FXStreet (Mumbai) – UK Markit PMI survey of business activity in the manufacturing sector is slated to be released today. November’s manufacturing PMI had come in at 52.7. The gauge is being expected to move up slightly to 52.8/52.9 in December. The total orders balance is believed to have moved up to -7% from a negative 11% in November.
The Confederation of British Industries (CBI) is of the opinion that the improvement in the sector can be attributed to pick up in export orders last month. The CBI has however warned that the sector is expected to suffer slight contraction in the next three months.

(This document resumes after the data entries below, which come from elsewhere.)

//! Authentication tests
//!
//! Token round-trips, expiry handling, and the account validation rules
//! used at seed time.

use chrono::Utc;
use jsonwebtoken::{decode, encode, DecodingKey, EncodingKey, Header, Validation};
use proptest::prelude::*;
use serde::{Deserialize, Serialize};

use shared::types::UserRole;
use shared::validation::{validate_login, validate_password};

/// The claims shape issued at login and read by the middleware
#[derive(Debug, Serialize, Deserialize, PartialEq)]
#[serde(rename_all = "camelCase")]
struct Claims {
    id: i64,
    role: String,
    full_name: String,
    login: String,
    exp: i64,
    iat: i64,
}

fn claims_for(id: i64, role: UserRole, login: &str, ttl: i64) -> Claims {
    let now = Utc::now().timestamp();
    Claims {
        id,
        role: role.as_str().to_string(),
        full_name: "Test User".to_string(),
        login: login.to_string(),
        exp: now + ttl,
        iat: now,
    }
}

fn sign(claims: &Claims, secret: &str) -> String {
    encode(
        &Header::default(),
        claims,
        &EncodingKey::from_secret(secret.as_bytes()),
    )
    .unwrap()
}

fn verify(token: &str, secret: &str) -> Result<Claims, jsonwebtoken::errors::Error> {
    decode::<Claims>(
        token,
        &DecodingKey::from_secret(secret.as_bytes()),
        &Validation::default(),
    )
    .map(|data| data.claims)
}

// ============================================================================
// Unit tests
// ============================================================================

#[test]
fn token_round_trip_preserves_identity() {
    let claims = claims_for(7, UserRole::Cashier, "cashier_7", 3600);
    let token = sign(&claims, "test-secret");

    let decoded = verify(&token, "test-secret").unwrap();
    assert_eq!(decoded, claims);
    assert_eq!(decoded.role.parse::<UserRole>().unwrap(), UserRole::Cashier);
}

#[test]
fn expired_token_is_rejected() {
    let claims = claims_for(7, UserRole::Cashier, "cashier_7", -3600);
    let token = sign(&claims, "test-secret");

    assert!(verify(&token, "test-secret").is_err());
}

#[test]
fn wrong_secret_is_rejected() {
    let claims = claims_for(1, UserRole::Admin, "admin", 3600);
    let token = sign(&claims, "test-secret");

    assert!(verify(&token, "another-secret").is_err());
}

#[test]
fn tampered_token_is_rejected() {
    let claims = claims_for(1, UserRole::Admin, "admin", 3600);
    let mut token = sign(&claims, "test-secret");
    // Flip a character in the signature segment.
    let flipped = if token.ends_with('x') { 'y' } else { 'x' };
    token.pop();
    token.push(flipped);

    assert!(verify(&token, "test-secret").is_err());
}

#[test]
fn password_hash_round_trip() {
    // MIN_COST (== 4) keeps the test fast; the binaries use DEFAULT_COST.
    let hash = bcrypt::hash("s3cret-password", 4).unwrap();

    assert!(bcrypt::verify("s3cret-password", &hash).unwrap());
    assert!(!bcrypt::verify("wrong-password", &hash).unwrap());
}

// ============================================================================
// Property-based tests
// ============================================================================

fn login_strategy() -> impl Strategy<Value = String> {
    "[a-z0-9_]{3,32}"
}

fn password_strategy() -> impl Strategy<Value = String> {
    "[a-zA-Z0-9!@#$%]{8,20}"
}

proptest! {
    #![proptest_config(ProptestConfig::with_cases(50))]

    /// Well-formed logins pass validation
    #[test]
    fn prop_valid_logins_accepted(login in login_strategy()) {
        prop_assert!(validate_login(&login).is_ok());
    }

    /// Whitespace in a login is always rejected
    #[test]
    fn prop_logins_with_spaces_rejected(
        prefix in "[a-z0-9_]{1,10}",
        suffix in "[a-z0-9_]{1,10}"
    ) {
        let login = format!("{prefix} {suffix}");
        prop_assert!(validate_login(&login).is_err());
    }

    /// Passwords of eight or more characters pass validation
    #[test]
    fn prop_valid_passwords_accepted(password in password_strategy()) {
        prop_assert!(validate_password(&password).is_ok());
    }

    /// Short passwords are rejected
    #[test]
    fn prop_short_passwords_rejected(password in "[a-zA-Z0-9]{0,7}") {
        prop_assert!(validate_password(&password).is_err());
    }

    /// Any signed token decodes with the signing secret and fails with a
    /// different one
    #[test]
    fn prop_token_binds_to_secret(
        id in 1i64..=1_000_000,
        login in login_strategy(),
        secret in "[a-zA-Z0-9]{8,32}",
        other in "[a-zA-Z0-9]{8,32}"
    ) {
        let claims = claims_for(id, UserRole::Cashier, &login, 3600);
        let token = sign(&claims, &secret);

        prop_assert!(verify(&token, &secret).is_ok());
        if secret != other {
            prop_assert!(verify(&token, &other).is_err());
        }
    }
}
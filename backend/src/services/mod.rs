//! Business logic services for the retail POS backend

pub mod auth;
pub mod customer;
pub mod debt;
pub mod product;
pub mod purchase;
pub mod report;
pub mod sale;

pub use auth::AuthService;
pub use customer::CustomerService;
pub use debt::DebtService;
pub use product::ProductService;
pub use purchase::PurchaseService;
pub use report::ReportService;
pub use sale::SaleService;
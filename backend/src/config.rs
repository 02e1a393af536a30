//! Configuration management for the retail POS backend
//!
//! Supports hierarchical configuration loading:
//! 1. Default values in code
//! 2. Configuration files (development.toml, production.toml)
//! 3. Environment variable overrides with POS_ prefix

use config::{ConfigError, Environment, File};
use serde::Deserialize;

/// Main application configuration
#[derive(Debug, Deserialize, Clone)]
pub struct Config {
    /// Current environment (development, production)
    pub environment: String,

    /// Server configuration
    pub server: ServerConfig,

    /// Database configuration
    pub database: DatabaseConfig,

    /// JWT authentication configuration
    pub jwt: JwtConfig,
}

#[derive(Debug, Deserialize, Clone)]
pub struct ServerConfig {
    /// Server port
    pub port: u16,

    /// Server host
    pub host: String,
}

#[derive(Debug, Deserialize, Clone)]
pub struct DatabaseConfig {
    /// PostgreSQL connection URL
    pub url: String,

    /// Maximum number of connections in the pool
    pub max_connections: u32,

    /// Minimum number of connections in the pool
    pub min_connections: u32,
}

#[derive(Debug, Deserialize, Clone)]
pub struct JwtConfig {
    /// Secret key for signing JWT tokens
    pub secret: String,

    /// Token expiration in seconds
    pub token_expiry: i64,
}

impl Config {
    /// Load configuration from files and environment variables
    pub fn load() -> Result<Self, ConfigError> {
        let environment = std::env::var("POS_ENVIRONMENT").unwrap_or_else(|_| "development".into());

        let config = config::Config::builder()
            // Start with default values
            .set_default("environment", environment.clone())?
            .set_default("server.port", 8080)?
            .set_default("server.host", "0.0.0.0")?
            .set_default("database.max_connections", 10)?
            .set_default("database.min_connections", 2)?
            .set_default("jwt.secret", "development-secret-key")?
            // Token lifetime: 7 days
            .set_default("jwt.token_expiry", 604_800)?
            // Load environment-specific config file
            .add_source(File::with_name(&format!("config/{}", environment)).required(false))
            // Override with environment variables (POS_ prefix)
            .add_source(
                Environment::with_prefix("POS")
                    .separator("__")
                    .try_parsing(true),
            )
            .build()?;

        config.try_deserialize()
    }
}
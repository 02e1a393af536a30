//! HTTP handlers for purchases (stock-in)

use axum::{extract::State, Json};

use shared::models::Purchase;

use crate::error::AppResult;
use crate::middleware::CurrentUser;
use crate::services::purchase::{CreatePurchaseInput, PurchaseWithDetails};
use crate::services::PurchaseService;
use crate::AppState;

/// Record a purchase
pub async fn create_purchase(
    State(state): State<AppState>,
    current_user: CurrentUser,
    Json(input): Json<CreatePurchaseInput>,
) -> AppResult<Json<Purchase>> {
    let service = PurchaseService::new(state.db);
    let purchase = service.create_purchase(current_user.0.id, input).await?;
    Ok(Json(purchase))
}

/// List purchases, newest first
pub async fn list_purchases(
    State(state): State<AppState>,
    _current_user: CurrentUser,
) -> AppResult<Json<Vec<PurchaseWithDetails>>> {
    let service = PurchaseService::new(state.db);
    let purchases = service.list_purchases().await?;
    Ok(Json(purchases))
}
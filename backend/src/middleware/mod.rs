//! Request middleware

mod auth;

pub use auth::{auth_middleware, require_role, AuthUser, CurrentUser};
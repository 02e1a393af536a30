//! HTTP handlers for sales

use axum::{
    extract::{Query, State},
    Json,
};

use crate::error::AppResult;
use crate::middleware::CurrentUser;
use crate::services::sale::{CreateSaleInput, SaleListQuery, SaleWithDetails};
use crate::services::SaleService;
use crate::AppState;

/// Create a sale. The seller is the authenticated cashier.
pub async fn create_sale(
    State(state): State<AppState>,
    current_user: CurrentUser,
    Json(input): Json<CreateSaleInput>,
) -> AppResult<Json<SaleWithDetails>> {
    let service = SaleService::new(state.db);
    let sale = service.create_sale(current_user.0.id, input).await?;
    Ok(Json(sale))
}

/// List sales, newest first
pub async fn list_sales(
    State(state): State<AppState>,
    _current_user: CurrentUser,
    Query(query): Query<SaleListQuery>,
) -> AppResult<Json<Vec<SaleWithDetails>>> {
    let service = SaleService::new(state.db);
    let sales = service.list_sales(&query).await?;
    Ok(Json(sales))
}
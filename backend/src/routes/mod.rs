//! Route definitions for the retail POS backend

use axum::{
    middleware,
    routing::{get, patch, post},
    Router,
};

use crate::{handlers, middleware::auth_middleware, AppState};

/// Create API routes
pub fn api_routes() -> Router<AppState> {
    Router::new()
        // Health check (public)
        .route("/health", get(handlers::health_check))
        // Auth routes (login public, /me protected)
        .nest("/auth", auth_routes())
        // Protected routes
        .nest("/products", product_routes())
        .nest("/purchases", purchase_routes())
        .nest("/sales", sale_routes())
        .nest("/customers", customer_routes())
        .nest("/debts", debt_routes())
        .nest("/reports", report_routes())
}

/// Authentication routes. `route_layer` only wraps the routes added before
/// it, so /login stays public.
fn auth_routes() -> Router<AppState> {
    Router::new()
        .route("/me", get(handlers::me))
        .route_layer(middleware::from_fn(auth_middleware))
        .route("/login", post(handlers::login))
}

/// Product catalog routes (protected)
fn product_routes() -> Router<AppState> {
    Router::new()
        .route("/", get(handlers::list_products).post(handlers::create_product))
        .route(
            "/:product_id",
            patch(handlers::update_product).delete(handlers::delete_product),
        )
        .route_layer(middleware::from_fn(auth_middleware))
}

/// Purchase routes (protected)
fn purchase_routes() -> Router<AppState> {
    Router::new()
        .route("/", get(handlers::list_purchases).post(handlers::create_purchase))
        .route_layer(middleware::from_fn(auth_middleware))
}

/// Sale routes (protected)
fn sale_routes() -> Router<AppState> {
    Router::new()
        .route("/", get(handlers::list_sales).post(handlers::create_sale))
        .route_layer(middleware::from_fn(auth_middleware))
}

/// Customer routes (protected)
fn customer_routes() -> Router<AppState> {
    Router::new()
        .route("/", get(handlers::list_customers).post(handlers::create_customer))
        .route_layer(middleware::from_fn(auth_middleware))
}

/// Debt routes (protected)
fn debt_routes() -> Router<AppState> {
    Router::new()
        .route("/", get(handlers::list_debts))
        .route("/:debt_id/payments", post(handlers::create_debt_payment))
        .route_layer(middleware::from_fn(auth_middleware))
}

/// Report routes (protected)
fn report_routes() -> Router<AppState> {
    Router::new()
        .route("/daily", get(handlers::daily_report))
        .route_layer(middleware::from_fn(auth_middleware))
}
//! Shared types and models for the retail POS backend
//!
//! This crate contains the domain model, the closed sets of payment/status
//! enums, and the pure validation and money helpers used by the backend
//! services and their tests. It has no I/O dependencies.

pub mod models;
pub mod types;
pub mod validation;

pub use models::*;
pub use types::*;
pub use validation::*;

The surveys conducted for October and November had showed that factory activities were being impacted by stronger pound and volatile markets as they were weakening exports.
The Bank of England (BoE) survey is not very upbeat about the business conditions in December. The survey states “manufacturing output growth had slowed, reflecting weak demand in export supply chains due to sterling’s appreciation and sluggish global demand growth.”
The ONS revised down GDP growth in Q3 to 0.4% on weaker new data for the business services and finance sector. Markit estimates GDP growth to pick up pace to 0.6% in the final quarter. The central bank in its December MPC minutes mentioned “indicators of activity in Q4 had suggested that growth would be maintained at a pace similar to that in Q3.”